Maurizio de Giovanni a F2 RadioLab parla del suo rapporto con Dante e di come la commedia si può leggere anche come un romanzo appassionante ricco di suspence: ‘Con Dante ho un rapporto di filiazione, di costante riferimento culturale. La gran parte di quello che Dante ha scritto è diventato proverbiale, un paradigma del sentimento e della riflessione per ogni italiano. E gli scrittori necessariamente ricalcano il suo discorso di sentimenti, hanno cuna contiguità con le passioni che Dante ha tracciato – sottolinea de Giovanni -. Per diverse avventure che mi hanno poi fatto diventare uno scrittore, Dante l'ho incontrato da ragazzo già prima dello studio scolastico. Ero e sono rimasto un appassionato di letteratura italiana. E volevo comprendere la fonte di tutta la narrativa In Dante c'è tutto come in Shakespeare, in Chaucer, in Basile, nei grandissimi che hanno realizzato opere monumentali, ampie, che raccontano il mondo. E poi Dante ha un rapporto stretto con il genere, con il noir, con il romanzo nero. Lui crea la sospensione del giudizio, un elemento radicale della più moderna narrativa nera'.

‘Ancora oggi, nell'individuare gli scopi del Diritto e dell'attività di chi ha il compito di interpretarlo, non sfuggiamo alla costante ricerca di un punto di equilibrio che nasca dal confronto dialettico tra norme giuridiche e norme morali, la cui separazione affonda le sue radici nel dualismo tra i due "fori", legge di Dio e legge degli uomini, ben presente a Dante, così come le diverse nozioni di giustizia presenti nella cultura altomedievale - spiega il giudice Guardiano -.  Se, come è stato detto, ciò che terrorizza dell'Inferno è la sua "rigida giustizia" (Inf., XXX, 70), vale a dire l'inflessibile interpretazione della legge e l'incapacità di concepire l'eccezione, bisogna chiedersi quali siano oggi le possibili strade da percorrere per non rendere la giustizia terrena un duplicato della giustizia infernale, per tentare una ricomposizione di questa frattura all'interno di una comunità dalla quale provengono richieste di giustizia apparentemente contrapposte'.

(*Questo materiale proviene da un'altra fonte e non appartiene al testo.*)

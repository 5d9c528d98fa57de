use std::{future::Future, sync::Arc, time::Duration};

use async_trait::async_trait;

use crate::{
    error::StoreError,
    models::{PermissionEntry, Role, UpdateRoleRequest, User},
};

pub mod memory;
pub mod postgres;

pub use memory::MemoryRepository;
pub use postgres::PostgresRepository;

/// RoleDirectory
///
/// Authoritative list of roles. The reconciler only reads it; role management
/// handlers mutate it and then trigger reconciliation.
#[async_trait]
pub trait RoleDirectory: Send + Sync {
    async fn list_roles(&self) -> Result<Vec<Role>, StoreError>;
    async fn read_role(&self, id: &str) -> Result<Option<Role>, StoreError>;
    async fn read_role_by_name(&self, name: &str) -> Result<Option<Role>, StoreError>;
    // Fails with `StoreError::Conflict` when the name is already taken.
    async fn create_role(&self, name: &str, description: &str, created_by: &str) -> Result<Role, StoreError>;
    async fn update_role(
        &self,
        id: &str,
        changes: UpdateRoleRequest,
        modified_by: &str,
    ) -> Result<Option<Role>, StoreError>;
    async fn delete_role(&self, id: &str) -> Result<bool, StoreError>;
}

/// PermissionStore
///
/// The persisted permission matrix, keyed by `(role_id, route)`.
///
/// `upsert_permission` is the serialization point for a pair: implementations must
/// perform find-or-create / find-or-update as one atomic operation so concurrent
/// reconciliations can never produce duplicate entries.
#[async_trait]
pub trait PermissionStore: Send + Sync {
    async fn list_permission_entries(&self) -> Result<Vec<PermissionEntry>, StoreError>;
    // Hot path: called once per protected request.
    async fn read_permission(&self, role_id: &str, route: &str) -> Result<Option<PermissionEntry>, StoreError>;
    async fn upsert_permission(
        &self,
        role_id: &str,
        route: &str,
        permission: bool,
        modified_by: &str,
    ) -> Result<PermissionEntry, StoreError>;
    /// Creates the entry only when the pair has none; an existing entry is left as is.
    /// Returns whether a row was written. Reconciliation fills gaps through this so a
    /// concurrent administrator edit is never replaced by a default.
    async fn insert_permission(
        &self,
        role_id: &str,
        route: &str,
        permission: bool,
        created_by: &str,
    ) -> Result<bool, StoreError>;
    // Returns the number of rows removed (0 when the id is already gone).
    async fn delete_permission(&self, id: &str) -> Result<u64, StoreError>;
}

/// UserDirectory
///
/// Accounts known to the service and the role each one holds.
#[async_trait]
pub trait UserDirectory: Send + Sync {
    async fn list_users(&self) -> Result<Vec<User>, StoreError>;
    async fn read_user(&self, id: &str) -> Result<Option<User>, StoreError>;
    async fn read_user_by_username(&self, username: &str) -> Result<Option<User>, StoreError>;
    async fn create_user(&self, username: &str, role_id: Option<&str>, created_by: &str) -> Result<User, StoreError>;
    async fn assign_role(&self, id: &str, role_id: &str, modified_by: &str) -> Result<Option<User>, StoreError>;
    async fn delete_user(&self, id: &str) -> Result<bool, StoreError>;
}

pub type RoleDirectoryState = Arc<dyn RoleDirectory>;
pub type PermissionStoreState = Arc<dyn PermissionStore>;
pub type UserDirectoryState = Arc<dyn UserDirectory>;

/// bounded
///
/// Runs one store call under a deadline, converting an elapsed timer into
/// `StoreError::Timeout`. Dropping the returned future cancels the call.
pub async fn bounded<T, F>(limit: Duration, operation: &'static str, call: F) -> Result<T, StoreError>
where
    F: Future<Output = Result<T, StoreError>>,
{
    match tokio::time::timeout(limit, call).await {
        Ok(result) => result,
        Err(_) => Err(StoreError::Timeout { operation, limit }),
    }
}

'Nel primo trattato del Convivio Dante riconosce che, in quanto fondata sulla razionalità, la virtù più tipica dell'uomo è la giustizia e ricorda, sulla scorta di Cicerone, che qualsiasi comunità per mantenersi coesa ha bisogno di darsi leggi interne - ricorda Andrea Mazzucchi -. Non sarà perciò un caso che anche l'aldilà immaginato dall'esule fiorentino nella  Divina Commedia non solo si configuri come un mondo dominato da leggi e giurisdizioni, ma che al dialettico rapporto tra giustizia, come virtù umana, e giustizia, come attributo divino, siano dedicati i canti XVIII-XX del Paradiso, relativi al cielo di Giove: uno snodo teoreticamente cruciale del poema e proprio per questo affidato ad articolazioni espressive e a un sistema di spettacolari raffigurazioni, che Borges definiva tra le "più memorabili della letteratura occidentale".

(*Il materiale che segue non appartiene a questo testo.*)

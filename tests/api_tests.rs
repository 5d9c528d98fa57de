use rolegate::{
    AppConfig, AppState, create_router,
    models::{DeniedRoute, Profile},
    reconcile::seed_builtin_roles,
};
use std::net::SocketAddr;
use tokio::net::TcpListener;

#[derive(Debug)]
pub struct TestApp {
    pub address: String,
    pub client: reqwest::Client,
}

async fn spawn_app() -> TestApp {
    let state = AppState::in_memory(AppConfig::default());
    seed_builtin_roles(state.roles.as_ref()).await.unwrap();
    state.reconciler().reconcile().await.unwrap();
    let router = create_router(state);

    let listener = TcpListener::bind("127.0.0.1:0")
        .await
        .expect("Failed to bind port");
    let port = listener.local_addr().unwrap().port();
    let address = format!("http://127.0.0.1:{}", port);

    tokio::spawn(async move {
        axum::serve(
            listener,
            router.into_make_service_with_connect_info::<SocketAddr>(),
        )
        .await
        .unwrap();
    });

    // Redirects are part of what we assert on, so never follow them.
    let client = reqwest::Client::builder()
        .redirect(reqwest::redirect::Policy::none())
        .build()
        .unwrap();

    TestApp { address, client }
}

impl TestApp {
    async fn login(&self, username: &str) -> String {
        let response = self
            .client
            .post(format!("{}/login", self.address))
            .header("x-username", username)
            .send()
            .await
            .unwrap();
        assert_eq!(response.status(), 200);

        response
            .headers()
            .get("set-cookie")
            .and_then(|v| v.to_str().ok())
            .and_then(|v| v.split(';').next())
            .unwrap()
            .to_string()
    }
}

#[tokio::test]
async fn test_health_carries_request_id_and_security_headers() {
    let app = spawn_app().await;

    let response = app
        .client
        .get(format!("{}/health", app.address))
        .send()
        .await
        .unwrap();

    assert_eq!(response.status(), 200);
    assert!(response.headers().contains_key("x-request-id"));
    assert_eq!(response.headers()["x-content-type-options"], "nosniff");
    assert_eq!(response.headers()["x-frame-options"], "DENY");
    assert_eq!(response.text().await.unwrap(), "ok");
}

#[tokio::test]
async fn test_openapi_document_is_served() {
    let app = spawn_app().await;

    let response = app
        .client
        .get(format!("{}/api-docs/openapi.json", app.address))
        .send()
        .await
        .unwrap();

    assert_eq!(response.status(), 200);
    let doc: serde_json::Value = response.json().await.unwrap();
    assert!(doc["paths"]["/route/list"].is_object());
}

#[tokio::test]
async fn test_browser_flow_login_deny_and_logout() {
    let app = spawn_app().await;

    // Anonymous: straight to the login page.
    let response = app
        .client
        .get(format!("{}/home", app.address))
        .send()
        .await
        .unwrap();
    assert_eq!(response.status(), 303);
    assert_eq!(response.headers()["location"], "/login");

    // First login creates a Read Only user.
    let cookie = app.login("frank").await;
    let profile: Profile = app
        .client
        .get(format!("{}/home", app.address))
        .header("cookie", &cookie)
        .send()
        .await
        .unwrap()
        .json()
        .await
        .unwrap();
    assert_eq!(profile.username, "frank");
    assert_eq!(profile.role_name.as_deref(), Some("Read Only"));

    // A mutating route is denied and remembered.
    let response = app
        .client
        .post(format!("{}/role/create", app.address))
        .header("cookie", &cookie)
        .json(&serde_json::json!({ "name": "Mine" }))
        .send()
        .await
        .unwrap();
    assert_eq!(response.status(), 307);
    assert_eq!(response.headers()["location"], "/noauth");

    let denied: DeniedRoute = app
        .client
        .get(format!("{}/noauth", app.address))
        .header("cookie", &cookie)
        .send()
        .await
        .unwrap()
        .json()
        .await
        .unwrap();
    assert_eq!(denied.route.as_deref(), Some("/role/create"));

    // Logout ends the session.
    let response = app
        .client
        .get(format!("{}/logout", app.address))
        .header("cookie", &cookie)
        .send()
        .await
        .unwrap();
    assert_eq!(response.status(), 303);

    let response = app
        .client
        .get(format!("{}/home", app.address))
        .header("cookie", &cookie)
        .send()
        .await
        .unwrap();
    assert_eq!(response.status(), 303);
    assert_eq!(response.headers()["location"], "/login");
}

 'All'ingresso del secondo cerchio dell'inferno, dove scontano la loro pena i lussuriosi (è il canto V dell'Inferno, il canto di Francesca e di Paolo) Dante colloca Minosse, il mitico re di Creta, famoso per inflessibilità e senso rigoroso della giustizia, che giudica tutti i peccatori e li manda giù nel cerchio che compete alle loro colpe (Inf. V 4-6): Stavvi Minòs orribilmente, e ringhia: / essamina le colpe ne l'intrata; / giudica e manda secondo ch'avvinghia. Il poeta ha seguito il maestro Virgilio, che nell'Eneide, nel solco della Nekuia omerica (Od. XI 568-570), fa di Minosse il severo inquisitore che giudica la vita di quelli che giungono nell'oltretomba (Aen. VI 431-433) - evidenzia Arturo De Vivo -. Eppure, Dante ha trasformato Minosse da giudice di tutti i morti in giudice dei dannati, ne ha deformato la natura, accentuando il contrasto tra la solennità del ruolo e la bestialità grottesca dei tratti fisici. Questa trasformazione dipende certamente dalla cultura medievale dell'autore della Commedia, ma l'invenzione di Dante è sollecitata dalla consapevolezza dell'ambigua complessità del mito di Minosse, in particolare da quella pluralità contraddittoria che trova nella creatività di Ovidio nelle Metamorfosi un testimone autorevole (Met. VII 456-516; VII 1-263), al quale il poeta medievale spesso si ispira'.